#### Extracted material:

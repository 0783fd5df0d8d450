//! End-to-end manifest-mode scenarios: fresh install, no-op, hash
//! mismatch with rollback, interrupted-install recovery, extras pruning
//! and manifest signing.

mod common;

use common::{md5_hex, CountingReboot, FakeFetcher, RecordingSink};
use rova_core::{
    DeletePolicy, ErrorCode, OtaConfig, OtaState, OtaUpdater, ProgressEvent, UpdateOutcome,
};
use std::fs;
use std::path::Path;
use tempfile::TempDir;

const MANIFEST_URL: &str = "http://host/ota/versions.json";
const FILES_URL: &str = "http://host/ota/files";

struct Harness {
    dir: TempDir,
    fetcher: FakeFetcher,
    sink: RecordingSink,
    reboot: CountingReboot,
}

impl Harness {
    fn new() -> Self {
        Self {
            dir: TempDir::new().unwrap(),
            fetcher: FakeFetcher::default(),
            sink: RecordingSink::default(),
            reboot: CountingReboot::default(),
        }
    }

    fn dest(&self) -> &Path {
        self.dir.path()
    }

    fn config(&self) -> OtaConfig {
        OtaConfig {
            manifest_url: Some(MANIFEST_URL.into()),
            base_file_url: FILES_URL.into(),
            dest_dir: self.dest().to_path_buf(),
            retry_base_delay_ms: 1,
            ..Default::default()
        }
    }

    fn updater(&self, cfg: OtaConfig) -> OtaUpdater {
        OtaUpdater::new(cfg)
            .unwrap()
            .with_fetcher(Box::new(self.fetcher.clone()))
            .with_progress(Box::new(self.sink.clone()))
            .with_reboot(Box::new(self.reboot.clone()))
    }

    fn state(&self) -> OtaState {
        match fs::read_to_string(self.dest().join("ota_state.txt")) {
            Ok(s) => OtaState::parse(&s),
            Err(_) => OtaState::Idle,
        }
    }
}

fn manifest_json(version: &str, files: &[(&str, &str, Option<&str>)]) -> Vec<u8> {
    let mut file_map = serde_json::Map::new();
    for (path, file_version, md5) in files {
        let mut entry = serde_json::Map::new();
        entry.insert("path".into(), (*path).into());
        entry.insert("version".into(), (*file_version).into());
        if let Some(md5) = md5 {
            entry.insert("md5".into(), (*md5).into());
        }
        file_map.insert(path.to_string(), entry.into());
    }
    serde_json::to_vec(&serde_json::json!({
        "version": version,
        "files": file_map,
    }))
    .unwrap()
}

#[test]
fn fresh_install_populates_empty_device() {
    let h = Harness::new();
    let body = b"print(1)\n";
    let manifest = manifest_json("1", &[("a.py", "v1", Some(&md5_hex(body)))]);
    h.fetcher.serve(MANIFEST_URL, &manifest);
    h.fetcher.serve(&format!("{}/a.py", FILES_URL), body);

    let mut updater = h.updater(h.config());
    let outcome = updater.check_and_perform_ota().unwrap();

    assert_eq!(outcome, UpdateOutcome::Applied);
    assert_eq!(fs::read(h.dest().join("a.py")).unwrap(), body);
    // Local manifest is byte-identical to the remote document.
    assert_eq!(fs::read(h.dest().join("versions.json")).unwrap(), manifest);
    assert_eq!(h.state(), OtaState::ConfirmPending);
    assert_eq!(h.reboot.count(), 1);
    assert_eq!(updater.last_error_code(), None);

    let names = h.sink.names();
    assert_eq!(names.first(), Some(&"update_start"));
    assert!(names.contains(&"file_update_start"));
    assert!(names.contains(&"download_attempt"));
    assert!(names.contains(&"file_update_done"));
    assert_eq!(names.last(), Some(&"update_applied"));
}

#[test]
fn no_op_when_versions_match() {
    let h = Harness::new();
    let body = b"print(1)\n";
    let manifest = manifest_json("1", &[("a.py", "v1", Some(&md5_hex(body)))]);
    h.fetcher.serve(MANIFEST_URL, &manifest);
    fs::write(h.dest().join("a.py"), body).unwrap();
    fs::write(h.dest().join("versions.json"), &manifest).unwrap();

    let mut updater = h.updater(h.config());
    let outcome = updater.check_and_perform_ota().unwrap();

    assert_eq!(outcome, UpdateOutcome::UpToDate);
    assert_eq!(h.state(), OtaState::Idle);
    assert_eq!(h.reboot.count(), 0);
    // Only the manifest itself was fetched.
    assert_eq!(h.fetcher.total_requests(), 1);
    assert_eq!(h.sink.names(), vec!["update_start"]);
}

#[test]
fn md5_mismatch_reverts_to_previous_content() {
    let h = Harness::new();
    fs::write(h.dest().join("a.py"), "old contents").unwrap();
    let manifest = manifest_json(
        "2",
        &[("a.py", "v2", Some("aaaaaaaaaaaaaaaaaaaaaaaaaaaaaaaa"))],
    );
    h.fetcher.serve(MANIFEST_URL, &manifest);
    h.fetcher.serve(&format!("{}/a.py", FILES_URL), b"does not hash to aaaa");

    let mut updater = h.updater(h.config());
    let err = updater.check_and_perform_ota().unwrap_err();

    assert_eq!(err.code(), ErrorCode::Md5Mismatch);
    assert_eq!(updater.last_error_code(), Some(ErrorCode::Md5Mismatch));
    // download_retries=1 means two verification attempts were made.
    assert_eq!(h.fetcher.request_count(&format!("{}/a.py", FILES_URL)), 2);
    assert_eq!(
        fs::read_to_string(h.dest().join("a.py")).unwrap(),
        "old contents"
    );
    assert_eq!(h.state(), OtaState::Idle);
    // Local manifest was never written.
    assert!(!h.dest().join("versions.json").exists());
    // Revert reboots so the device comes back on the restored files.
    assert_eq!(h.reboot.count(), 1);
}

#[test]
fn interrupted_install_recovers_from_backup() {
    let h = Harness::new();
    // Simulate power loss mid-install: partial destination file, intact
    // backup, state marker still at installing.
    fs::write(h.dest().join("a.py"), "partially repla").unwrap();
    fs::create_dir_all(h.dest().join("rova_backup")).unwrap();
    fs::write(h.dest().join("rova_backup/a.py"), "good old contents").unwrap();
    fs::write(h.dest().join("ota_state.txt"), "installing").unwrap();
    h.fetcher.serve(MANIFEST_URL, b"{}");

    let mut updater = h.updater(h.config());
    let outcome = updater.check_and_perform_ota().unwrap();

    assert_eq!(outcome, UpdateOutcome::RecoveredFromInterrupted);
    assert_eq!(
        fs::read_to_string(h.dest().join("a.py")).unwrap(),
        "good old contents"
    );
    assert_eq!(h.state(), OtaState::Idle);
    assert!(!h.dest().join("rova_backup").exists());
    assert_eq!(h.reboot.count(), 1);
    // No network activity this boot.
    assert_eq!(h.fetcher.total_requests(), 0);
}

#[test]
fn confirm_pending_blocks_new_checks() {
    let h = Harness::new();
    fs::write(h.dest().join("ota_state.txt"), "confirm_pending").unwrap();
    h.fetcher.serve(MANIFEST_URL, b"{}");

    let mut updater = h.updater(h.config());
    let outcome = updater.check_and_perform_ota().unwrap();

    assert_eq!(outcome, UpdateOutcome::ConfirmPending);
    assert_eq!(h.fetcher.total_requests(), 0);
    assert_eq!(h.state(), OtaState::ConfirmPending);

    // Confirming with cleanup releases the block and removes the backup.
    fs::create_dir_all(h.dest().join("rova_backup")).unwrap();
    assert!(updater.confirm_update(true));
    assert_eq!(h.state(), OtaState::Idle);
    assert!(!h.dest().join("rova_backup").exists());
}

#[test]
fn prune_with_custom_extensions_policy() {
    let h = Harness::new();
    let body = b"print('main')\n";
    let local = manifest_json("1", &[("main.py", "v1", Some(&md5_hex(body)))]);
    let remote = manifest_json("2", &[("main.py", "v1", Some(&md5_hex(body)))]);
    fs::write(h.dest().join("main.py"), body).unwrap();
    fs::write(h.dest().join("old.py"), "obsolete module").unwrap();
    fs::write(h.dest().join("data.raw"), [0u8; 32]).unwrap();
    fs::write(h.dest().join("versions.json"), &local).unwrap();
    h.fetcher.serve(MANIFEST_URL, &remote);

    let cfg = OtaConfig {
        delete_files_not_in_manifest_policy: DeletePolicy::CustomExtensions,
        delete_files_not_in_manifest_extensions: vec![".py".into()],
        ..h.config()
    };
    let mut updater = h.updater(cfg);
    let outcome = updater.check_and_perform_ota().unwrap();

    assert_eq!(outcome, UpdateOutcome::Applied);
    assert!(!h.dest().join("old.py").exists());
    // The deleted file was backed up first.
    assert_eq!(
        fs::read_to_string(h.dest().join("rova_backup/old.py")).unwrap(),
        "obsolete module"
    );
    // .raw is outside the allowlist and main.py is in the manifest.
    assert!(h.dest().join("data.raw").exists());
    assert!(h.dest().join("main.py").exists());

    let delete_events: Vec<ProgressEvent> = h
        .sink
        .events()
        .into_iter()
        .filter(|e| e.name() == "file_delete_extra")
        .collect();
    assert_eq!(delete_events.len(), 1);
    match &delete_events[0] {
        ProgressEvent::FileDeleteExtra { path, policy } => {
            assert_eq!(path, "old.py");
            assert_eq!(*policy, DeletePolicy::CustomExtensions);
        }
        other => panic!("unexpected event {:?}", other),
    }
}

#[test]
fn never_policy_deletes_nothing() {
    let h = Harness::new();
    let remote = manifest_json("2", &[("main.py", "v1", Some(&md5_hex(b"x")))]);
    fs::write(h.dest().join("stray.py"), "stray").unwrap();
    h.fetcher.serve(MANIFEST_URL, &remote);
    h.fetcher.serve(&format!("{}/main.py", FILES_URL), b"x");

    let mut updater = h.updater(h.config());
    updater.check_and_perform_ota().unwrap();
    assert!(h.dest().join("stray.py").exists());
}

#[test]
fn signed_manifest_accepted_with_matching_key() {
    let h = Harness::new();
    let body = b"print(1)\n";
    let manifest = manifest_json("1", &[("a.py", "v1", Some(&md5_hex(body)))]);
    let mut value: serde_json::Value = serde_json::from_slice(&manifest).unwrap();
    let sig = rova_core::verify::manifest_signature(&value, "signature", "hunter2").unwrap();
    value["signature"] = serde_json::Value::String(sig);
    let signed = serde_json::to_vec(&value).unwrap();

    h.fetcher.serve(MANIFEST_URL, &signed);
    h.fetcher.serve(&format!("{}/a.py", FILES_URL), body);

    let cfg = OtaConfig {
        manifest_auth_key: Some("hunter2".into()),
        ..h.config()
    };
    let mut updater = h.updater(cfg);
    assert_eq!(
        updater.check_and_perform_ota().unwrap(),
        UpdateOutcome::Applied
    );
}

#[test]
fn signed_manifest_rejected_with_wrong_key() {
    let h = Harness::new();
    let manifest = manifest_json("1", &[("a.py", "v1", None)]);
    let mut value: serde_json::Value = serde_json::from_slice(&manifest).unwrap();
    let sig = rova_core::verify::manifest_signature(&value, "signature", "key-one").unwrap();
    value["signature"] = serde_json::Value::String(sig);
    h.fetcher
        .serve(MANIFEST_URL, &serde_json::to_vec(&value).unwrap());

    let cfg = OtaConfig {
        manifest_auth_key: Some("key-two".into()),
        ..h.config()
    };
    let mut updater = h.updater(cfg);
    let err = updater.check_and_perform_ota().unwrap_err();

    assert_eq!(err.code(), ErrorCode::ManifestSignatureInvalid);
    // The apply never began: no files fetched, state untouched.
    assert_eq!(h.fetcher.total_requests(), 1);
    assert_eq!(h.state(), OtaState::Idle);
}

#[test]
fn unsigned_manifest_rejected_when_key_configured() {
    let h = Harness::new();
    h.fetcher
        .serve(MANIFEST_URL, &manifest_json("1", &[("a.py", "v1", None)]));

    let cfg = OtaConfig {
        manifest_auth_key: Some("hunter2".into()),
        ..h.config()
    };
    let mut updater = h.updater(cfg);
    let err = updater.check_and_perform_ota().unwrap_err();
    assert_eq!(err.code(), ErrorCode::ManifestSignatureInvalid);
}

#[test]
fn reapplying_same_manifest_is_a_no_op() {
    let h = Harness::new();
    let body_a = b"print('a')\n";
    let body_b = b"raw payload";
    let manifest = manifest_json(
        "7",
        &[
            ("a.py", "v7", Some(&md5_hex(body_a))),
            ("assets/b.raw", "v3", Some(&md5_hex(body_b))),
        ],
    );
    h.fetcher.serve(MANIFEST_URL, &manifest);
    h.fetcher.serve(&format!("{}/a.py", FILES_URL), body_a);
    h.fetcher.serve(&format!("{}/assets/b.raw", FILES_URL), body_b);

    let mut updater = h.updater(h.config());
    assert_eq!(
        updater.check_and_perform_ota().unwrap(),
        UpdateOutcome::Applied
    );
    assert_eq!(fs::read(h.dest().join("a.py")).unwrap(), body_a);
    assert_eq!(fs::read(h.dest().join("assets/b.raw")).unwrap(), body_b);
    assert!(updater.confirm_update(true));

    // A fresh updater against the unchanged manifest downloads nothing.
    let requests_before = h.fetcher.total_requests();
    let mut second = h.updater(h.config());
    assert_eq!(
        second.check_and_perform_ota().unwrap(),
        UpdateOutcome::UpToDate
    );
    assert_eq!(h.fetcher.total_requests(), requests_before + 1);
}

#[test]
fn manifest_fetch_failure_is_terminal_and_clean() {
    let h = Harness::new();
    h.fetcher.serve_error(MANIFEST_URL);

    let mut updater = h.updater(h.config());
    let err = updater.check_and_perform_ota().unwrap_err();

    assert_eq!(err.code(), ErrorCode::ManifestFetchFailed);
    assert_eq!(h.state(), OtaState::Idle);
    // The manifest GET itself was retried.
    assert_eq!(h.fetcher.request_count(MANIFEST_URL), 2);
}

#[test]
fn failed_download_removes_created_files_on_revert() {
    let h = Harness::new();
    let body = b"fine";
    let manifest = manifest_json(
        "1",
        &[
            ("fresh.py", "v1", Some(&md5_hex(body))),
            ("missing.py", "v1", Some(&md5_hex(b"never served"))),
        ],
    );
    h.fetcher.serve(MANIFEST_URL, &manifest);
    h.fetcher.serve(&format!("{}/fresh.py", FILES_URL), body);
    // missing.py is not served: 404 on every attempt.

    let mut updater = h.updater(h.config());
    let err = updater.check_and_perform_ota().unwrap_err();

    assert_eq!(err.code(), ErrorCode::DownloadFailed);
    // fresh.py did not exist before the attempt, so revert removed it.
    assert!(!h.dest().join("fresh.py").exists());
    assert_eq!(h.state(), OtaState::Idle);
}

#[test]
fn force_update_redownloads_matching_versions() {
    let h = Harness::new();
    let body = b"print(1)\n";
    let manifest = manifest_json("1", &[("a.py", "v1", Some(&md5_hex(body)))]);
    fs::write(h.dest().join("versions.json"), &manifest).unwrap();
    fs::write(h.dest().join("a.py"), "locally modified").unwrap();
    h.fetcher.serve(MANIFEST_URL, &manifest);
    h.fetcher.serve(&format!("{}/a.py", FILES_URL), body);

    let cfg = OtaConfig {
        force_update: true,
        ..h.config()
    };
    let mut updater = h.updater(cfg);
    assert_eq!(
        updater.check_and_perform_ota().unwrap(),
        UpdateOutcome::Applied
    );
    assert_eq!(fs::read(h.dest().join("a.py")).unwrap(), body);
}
...
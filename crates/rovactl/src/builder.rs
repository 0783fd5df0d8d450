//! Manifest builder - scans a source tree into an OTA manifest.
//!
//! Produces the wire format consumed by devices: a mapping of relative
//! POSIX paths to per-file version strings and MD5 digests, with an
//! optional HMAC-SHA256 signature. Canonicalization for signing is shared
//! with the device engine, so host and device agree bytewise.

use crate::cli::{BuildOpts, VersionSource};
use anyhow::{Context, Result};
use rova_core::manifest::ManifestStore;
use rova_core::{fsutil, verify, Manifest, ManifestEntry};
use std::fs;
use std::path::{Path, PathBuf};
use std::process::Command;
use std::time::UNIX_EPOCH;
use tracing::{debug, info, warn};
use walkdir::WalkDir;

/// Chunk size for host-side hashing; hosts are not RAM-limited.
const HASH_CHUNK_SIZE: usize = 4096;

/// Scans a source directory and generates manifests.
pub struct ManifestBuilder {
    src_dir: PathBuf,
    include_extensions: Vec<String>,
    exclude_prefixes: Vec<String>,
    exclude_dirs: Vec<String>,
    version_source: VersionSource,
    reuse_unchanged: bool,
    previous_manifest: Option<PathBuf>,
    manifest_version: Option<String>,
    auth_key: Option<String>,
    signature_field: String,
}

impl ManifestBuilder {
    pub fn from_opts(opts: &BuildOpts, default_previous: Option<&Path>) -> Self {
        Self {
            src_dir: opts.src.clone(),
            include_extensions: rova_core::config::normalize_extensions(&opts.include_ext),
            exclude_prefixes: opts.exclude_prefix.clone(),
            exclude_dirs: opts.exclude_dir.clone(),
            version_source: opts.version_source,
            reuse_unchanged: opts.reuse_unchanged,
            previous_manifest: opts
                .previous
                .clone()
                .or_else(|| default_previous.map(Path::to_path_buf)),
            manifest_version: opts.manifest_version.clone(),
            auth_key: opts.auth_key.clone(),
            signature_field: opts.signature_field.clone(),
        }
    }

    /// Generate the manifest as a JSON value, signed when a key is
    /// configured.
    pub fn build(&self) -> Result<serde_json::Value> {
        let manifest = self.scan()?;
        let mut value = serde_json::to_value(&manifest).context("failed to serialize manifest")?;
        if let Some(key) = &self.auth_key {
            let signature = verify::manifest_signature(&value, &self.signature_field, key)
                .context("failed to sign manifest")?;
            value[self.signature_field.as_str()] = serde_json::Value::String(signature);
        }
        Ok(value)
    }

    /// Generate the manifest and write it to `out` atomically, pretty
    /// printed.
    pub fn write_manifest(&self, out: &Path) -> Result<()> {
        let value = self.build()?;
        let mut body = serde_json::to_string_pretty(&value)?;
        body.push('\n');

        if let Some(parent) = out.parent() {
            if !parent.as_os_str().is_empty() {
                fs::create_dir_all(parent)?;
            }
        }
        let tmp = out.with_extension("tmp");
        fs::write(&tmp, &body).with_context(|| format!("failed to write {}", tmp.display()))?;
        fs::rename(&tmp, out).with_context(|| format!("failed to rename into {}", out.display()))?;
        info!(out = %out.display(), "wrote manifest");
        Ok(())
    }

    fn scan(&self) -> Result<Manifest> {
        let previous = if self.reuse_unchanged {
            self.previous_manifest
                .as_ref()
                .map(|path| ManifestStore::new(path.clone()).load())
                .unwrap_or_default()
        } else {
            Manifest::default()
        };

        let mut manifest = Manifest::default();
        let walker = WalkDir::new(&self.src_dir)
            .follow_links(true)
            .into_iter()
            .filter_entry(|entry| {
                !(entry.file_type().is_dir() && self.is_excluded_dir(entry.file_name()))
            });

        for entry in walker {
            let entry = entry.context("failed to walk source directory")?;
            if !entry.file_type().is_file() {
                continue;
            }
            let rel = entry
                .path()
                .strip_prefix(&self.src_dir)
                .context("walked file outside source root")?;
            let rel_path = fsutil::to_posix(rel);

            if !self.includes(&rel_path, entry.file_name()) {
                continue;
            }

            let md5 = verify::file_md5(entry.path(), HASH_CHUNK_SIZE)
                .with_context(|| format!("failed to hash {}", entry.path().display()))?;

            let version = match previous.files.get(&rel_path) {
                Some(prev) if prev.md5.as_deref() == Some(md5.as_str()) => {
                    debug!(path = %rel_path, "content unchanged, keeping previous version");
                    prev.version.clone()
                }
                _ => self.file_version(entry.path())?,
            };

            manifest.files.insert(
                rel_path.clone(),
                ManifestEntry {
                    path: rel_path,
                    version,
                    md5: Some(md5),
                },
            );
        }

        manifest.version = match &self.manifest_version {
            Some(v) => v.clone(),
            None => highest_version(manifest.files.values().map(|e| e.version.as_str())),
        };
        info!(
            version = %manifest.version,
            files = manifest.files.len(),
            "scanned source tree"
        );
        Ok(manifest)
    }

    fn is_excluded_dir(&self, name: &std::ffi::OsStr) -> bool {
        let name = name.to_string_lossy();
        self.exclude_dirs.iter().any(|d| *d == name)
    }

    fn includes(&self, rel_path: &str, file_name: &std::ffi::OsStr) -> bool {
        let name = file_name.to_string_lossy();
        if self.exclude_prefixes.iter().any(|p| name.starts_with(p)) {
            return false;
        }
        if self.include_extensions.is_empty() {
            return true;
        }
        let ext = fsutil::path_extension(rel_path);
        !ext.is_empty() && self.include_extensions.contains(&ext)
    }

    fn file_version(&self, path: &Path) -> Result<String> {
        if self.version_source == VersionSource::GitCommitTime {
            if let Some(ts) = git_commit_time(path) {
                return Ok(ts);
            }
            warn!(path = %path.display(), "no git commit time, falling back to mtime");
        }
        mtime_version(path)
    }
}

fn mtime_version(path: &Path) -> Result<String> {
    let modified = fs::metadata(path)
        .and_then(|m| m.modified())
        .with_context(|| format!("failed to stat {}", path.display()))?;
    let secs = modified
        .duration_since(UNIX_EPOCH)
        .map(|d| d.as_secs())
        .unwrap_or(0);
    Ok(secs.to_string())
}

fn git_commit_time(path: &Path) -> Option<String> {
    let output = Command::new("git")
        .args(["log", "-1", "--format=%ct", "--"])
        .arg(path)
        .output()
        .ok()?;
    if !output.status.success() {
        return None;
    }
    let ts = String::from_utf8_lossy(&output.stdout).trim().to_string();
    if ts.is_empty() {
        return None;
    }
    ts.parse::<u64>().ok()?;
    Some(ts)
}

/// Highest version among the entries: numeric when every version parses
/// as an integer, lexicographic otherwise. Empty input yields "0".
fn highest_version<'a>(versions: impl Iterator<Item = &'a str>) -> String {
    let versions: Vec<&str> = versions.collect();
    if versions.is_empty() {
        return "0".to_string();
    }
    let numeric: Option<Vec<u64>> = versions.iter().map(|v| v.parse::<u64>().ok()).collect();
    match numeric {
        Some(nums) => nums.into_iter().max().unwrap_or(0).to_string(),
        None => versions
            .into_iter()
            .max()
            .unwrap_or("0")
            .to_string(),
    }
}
...
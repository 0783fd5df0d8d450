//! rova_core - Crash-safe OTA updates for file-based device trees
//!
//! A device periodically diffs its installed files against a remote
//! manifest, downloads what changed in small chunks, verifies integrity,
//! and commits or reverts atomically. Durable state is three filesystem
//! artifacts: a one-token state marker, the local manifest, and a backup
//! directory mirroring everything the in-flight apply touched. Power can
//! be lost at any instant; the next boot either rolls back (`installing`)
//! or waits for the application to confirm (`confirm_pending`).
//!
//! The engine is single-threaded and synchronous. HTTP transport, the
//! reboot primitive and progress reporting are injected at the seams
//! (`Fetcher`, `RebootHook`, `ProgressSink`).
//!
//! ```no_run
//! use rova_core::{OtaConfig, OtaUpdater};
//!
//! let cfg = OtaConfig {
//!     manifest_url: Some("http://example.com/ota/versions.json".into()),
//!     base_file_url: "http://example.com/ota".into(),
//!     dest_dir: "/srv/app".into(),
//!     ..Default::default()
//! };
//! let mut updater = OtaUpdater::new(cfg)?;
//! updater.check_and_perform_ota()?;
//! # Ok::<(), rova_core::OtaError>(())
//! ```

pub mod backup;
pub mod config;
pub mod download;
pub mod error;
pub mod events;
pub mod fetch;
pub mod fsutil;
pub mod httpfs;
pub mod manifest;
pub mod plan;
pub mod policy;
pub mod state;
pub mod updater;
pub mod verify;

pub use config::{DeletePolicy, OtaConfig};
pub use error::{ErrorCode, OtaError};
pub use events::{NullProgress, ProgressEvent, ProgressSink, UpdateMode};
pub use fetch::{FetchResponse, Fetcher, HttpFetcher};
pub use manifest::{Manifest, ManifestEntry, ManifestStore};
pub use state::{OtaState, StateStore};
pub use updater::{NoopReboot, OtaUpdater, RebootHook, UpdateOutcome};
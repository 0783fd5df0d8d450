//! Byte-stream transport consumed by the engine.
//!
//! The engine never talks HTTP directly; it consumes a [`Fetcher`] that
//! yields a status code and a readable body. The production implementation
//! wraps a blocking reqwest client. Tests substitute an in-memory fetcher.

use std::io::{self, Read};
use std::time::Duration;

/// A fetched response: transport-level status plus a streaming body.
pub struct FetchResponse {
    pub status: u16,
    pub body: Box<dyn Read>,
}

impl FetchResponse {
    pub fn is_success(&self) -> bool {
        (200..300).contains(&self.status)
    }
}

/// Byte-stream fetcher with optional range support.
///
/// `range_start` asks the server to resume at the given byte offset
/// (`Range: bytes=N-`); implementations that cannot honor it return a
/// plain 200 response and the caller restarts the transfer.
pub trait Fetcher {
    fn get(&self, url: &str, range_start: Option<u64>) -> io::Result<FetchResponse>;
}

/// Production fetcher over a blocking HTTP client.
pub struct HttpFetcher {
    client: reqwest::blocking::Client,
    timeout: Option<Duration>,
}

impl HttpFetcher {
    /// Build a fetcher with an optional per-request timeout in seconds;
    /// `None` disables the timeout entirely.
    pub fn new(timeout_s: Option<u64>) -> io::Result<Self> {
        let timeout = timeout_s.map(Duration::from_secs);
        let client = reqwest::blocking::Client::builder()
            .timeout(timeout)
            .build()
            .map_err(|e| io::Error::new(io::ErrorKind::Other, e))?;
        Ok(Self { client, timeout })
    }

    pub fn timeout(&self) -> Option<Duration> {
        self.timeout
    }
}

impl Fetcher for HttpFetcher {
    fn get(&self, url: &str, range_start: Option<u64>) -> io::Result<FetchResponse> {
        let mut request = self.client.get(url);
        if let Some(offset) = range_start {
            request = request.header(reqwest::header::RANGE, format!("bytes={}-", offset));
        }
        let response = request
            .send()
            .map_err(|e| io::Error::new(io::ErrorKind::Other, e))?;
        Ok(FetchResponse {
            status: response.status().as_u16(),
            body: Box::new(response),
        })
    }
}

#### Required work:
Go over the listing above and copy out each line that includes "CustomExtensions".

#### Response:
        delete_files_not_in_manifest_policy: DeletePolicy::CustomExtensions,
            assert_eq!(*policy, DeletePolicy::CustomExtensions);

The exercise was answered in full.